Yogyakarta, 9 Desember 2021─Departemen Ilmu Komunikasi (Dikom), Fakultas Ilmu Sosial dan Ilmu Politik (Fisipol), Universitas Gadjah Mada (UGM) menggelar forum Hilirisasi Riset Departemen untuk menyampaikan hasil riset para dosen bersama dengan mahasiswa sarjana maupun pascasarjana Dikom Fisipol UGM kepada masyarakat luas.
Forum tersebut terbagi menjadi dua sesi. Sesi pertama mengusung tema “Jurnalisme dan Kebijakan Komunikasi”, sedangkan sesi kedua membahas tema “Manajemen Komunikasi dan Komunikasi Strategis”. Dalam sesi pertama yang dipandu oleh Dosen Dikom, Muhammad Sulhan, ada empat pembicara yang menyampaikan materi hasil riset mereka.
Pertama, Ana Nadhya Abrar menerangkan risetnya bersama mahasiswa S2 Dikom tentang posisi content creator di media Tribun Jogja sebagai pintu masuk untuk mencari jawaban atas pertanyaan yang lebih luas, yakni mengenai krisis jurnalisme di Indonesia.

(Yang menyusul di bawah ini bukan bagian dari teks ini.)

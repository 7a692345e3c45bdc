//! Error types for the work item core
//!
//! Provides error handling for:
//! - Precondition failures of manager operations
//! - Descriptor loading
//! - Collaborator (provider) failures
//! - Configuration
//!
//! Validation failures are not errors: they travel as
//! [`ErrorMessage`](workitems_model::ErrorMessage) lists inside results.

use std::path::PathBuf;

/// Main error type of manager operations
#[derive(Debug, thiserror::Error)]
pub enum WorkItemError {
    /// Required argument is blank
    #[error("invalid argument: '{name}' must not be blank")]
    InvalidArgument {
        /// Argument name
        name: &'static str,
    },

    /// Data provider does not allow the operation
    #[error("operation not permitted: data provider does not allow {operation} operations")]
    NotPermitted {
        /// `read` or `write`
        operation: &'static str,
    },

    /// Descriptors could not be loaded
    #[error("descriptor error: {0}")]
    Descriptor(#[from] DescriptorError),

    /// Collaborator call failed
    #[error("provider error: {0}")]
    Provider(#[from] ProviderError),

    /// Collaborator call did not finish in time
    #[error("{operation} timed out after {timeout_ms}ms")]
    Timeout {
        /// Collaborator call that elapsed
        operation: &'static str,
        /// Configured limit
        timeout_ms: u64,
    },
}

impl WorkItemError {
    /// Create invalid argument error
    #[inline]
    #[must_use]
    pub fn invalid_argument(name: &'static str) -> Self {
        Self::InvalidArgument { name }
    }

    /// Check if the request itself was malformed or disallowed
    #[inline]
    #[must_use]
    pub fn is_precondition(&self) -> bool {
        matches!(self, Self::InvalidArgument { .. } | Self::NotPermitted { .. })
    }

    /// Check if error is retryable
    #[inline]
    #[must_use]
    pub fn is_retryable(&self) -> bool {
        matches!(
            self,
            Self::Timeout { .. } | Self::Provider(ProviderError::Unavailable(_))
        )
    }
}

/// Errors while loading descriptors
#[derive(Debug, thiserror::Error)]
pub enum DescriptorError {
    /// Two descriptors share a type name
    #[error("duplicate work item type: '{0}'")]
    DuplicateType(String),

    /// A type declares a property name twice
    #[error("duplicate property '{property}' in work item type '{work_item_type}'")]
    DuplicateProperty {
        /// Offending type
        work_item_type: String,
        /// Offending property
        property: String,
    },

    /// Descriptor file could not be parsed
    #[error("malformed descriptor file {path}: {message}")]
    Malformed {
        /// File path
        path: PathBuf,
        /// Parser message
        message: String,
    },

    /// No parser for the file extension
    #[error("unsupported descriptor format: {0}")]
    UnsupportedFormat(PathBuf),

    /// IO error while reading descriptors
    #[error("io error reading {path}: {source}")]
    Io {
        /// File or directory path
        path: PathBuf,
        /// Underlying error
        #[source]
        source: std::io::Error,
    },

    /// Descriptor provider failed
    #[error("descriptor provider failed: {0}")]
    Provider(#[from] ProviderError),
}

impl DescriptorError {
    /// Create malformed file error
    pub fn malformed(path: impl Into<PathBuf>, message: impl ToString) -> Self {
        Self::Malformed {
            path: path.into(),
            message: message.to_string(),
        }
    }

    /// Create IO error for path
    pub fn io_error(path: impl Into<PathBuf>, source: std::io::Error) -> Self {
        Self::Io {
            path: path.into(),
            source,
        }
    }
}

/// Collaborator failure
#[derive(Debug, Clone, PartialEq, Eq, thiserror::Error)]
pub enum ProviderError {
    /// Backend unreachable or overloaded
    #[error("provider unavailable: {0}")]
    Unavailable(String),

    /// Requested entity or collection does not exist
    #[error("not found: {0}")]
    NotFound(String),

    /// Write conflicts with stored state
    #[error("conflict: {0}")]
    Conflict(String),

    /// Resolution not supported by this provider
    #[error("unsupported: {0}")]
    Unsupported(String),

    /// Any other provider failure
    #[error("internal provider error: {0}")]
    Internal(String),
}

/// Configuration errors
#[derive(Debug, thiserror::Error)]
pub enum ConfigError {
    /// TOML could not be parsed
    #[error("invalid configuration: {0}")]
    Parse(#[from] toml::de::Error),

    /// Configuration file could not be read
    #[error("io error reading {path}: {source}")]
    Io {
        /// File path
        path: PathBuf,
        /// Underlying error
        #[source]
        source: std::io::Error,
    },
}

/// Result type alias for manager operations
pub type WorkItemResult<T> = Result<T, WorkItemError>;
//! Exit result of a finished job

use crate::constants::{EXIT_LAUNCH_FAILED, EXIT_WAIT_FAILED, SIGNAL_EXIT_BASE};
use core::fmt;

/// Outcome of a job as observed by `try_wait`
///
/// Every job produces exactly one of these, including jobs that could not be
/// started or whose wait failed. Those carry reserved exit codes
/// (`EXIT_LAUNCH_FAILED`, `EXIT_WAIT_FAILED`) so callers have a single
/// failure channel.
#[derive(Debug, Clone, Copy, PartialEq, Eq)]
pub struct ExitResult {
    pub exit_code: i32,
    pub signal: Option<i32>,
    pub core_dumped: bool,
}

impl ExitResult {
    /// Normal process exit
    pub const fn exited(code: i32) -> Self {
        Self { exit_code: code, signal: None, core_dumped: false }
    }

    /// Death by signal; exit code follows the shell's 128+N convention
    pub const fn signaled(signal: i32, core_dumped: bool) -> Self {
        Self {
            exit_code: SIGNAL_EXIT_BASE + signal,
            signal: Some(signal),
            core_dumped,
        }
    }

    /// Cancelled before the process was ever started
    pub const fn cancelled(signal: i32) -> Self {
        Self::signaled(signal, false)
    }

    /// The OS refused to create the process
    pub const fn launch_failed() -> Self {
        Self::exited(EXIT_LAUNCH_FAILED)
    }

    /// Waiting for the process failed
    pub const fn wait_failed() -> Self {
        Self::exited(EXIT_WAIT_FAILED)
    }

    #[inline]
    pub const fn is_success(&self) -> bool {
        self.exit_code == 0 && self.signal.is_none()
    }
}

impl fmt::Display for ExitResult {
    fn fmt(&self, f: &mut fmt::Formatter<'_>) -> fmt::Result {
        match self.signal {
            Some(sig) if self.core_dumped => write!(f, "killed by signal {} (core dumped)", sig),
            Some(sig) => write!(f, "killed by signal {}", sig),
            None => write!(f, "exit code {}", self.exit_code),
        }
    }
}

“Ada tiga indikator krisis jurnalisme, yaitu masyarakat ragu dengan profesionalisme wartawan, otonomi jurnalis berkurang, dan kredibilitas media menurun,” terang pengajar senior jurnalisme di Dikom itu.
Kedua, Zainuddin Muda Z. Monggilo menceritakan hasil riset mengenai praktik pemeriksaan fakta di sejumlah media di Indonesia. Menurut dosen jurnalisme yang akrab disapa Zam itu, fact checking menjadi hal yang krusial dalam jurnalisme di tengah banyaknya informasi di media sosial saat ini. Ia juga menemukan bahwa mayoritas berita hoaks saat ini bertema politik dan kesehatan.
“Masyarakat bisa ikut andil dalam menekan hoaks, dengan menyebarkan informasi yang benar (debunking) atau menahan diri untuk segera menyebarkan informasi yang belum dipastikan kebenarannya,” jelas Zam dalam forum yang dihadiri oleh 45 peserta melalui Zoom Meeting tersebut.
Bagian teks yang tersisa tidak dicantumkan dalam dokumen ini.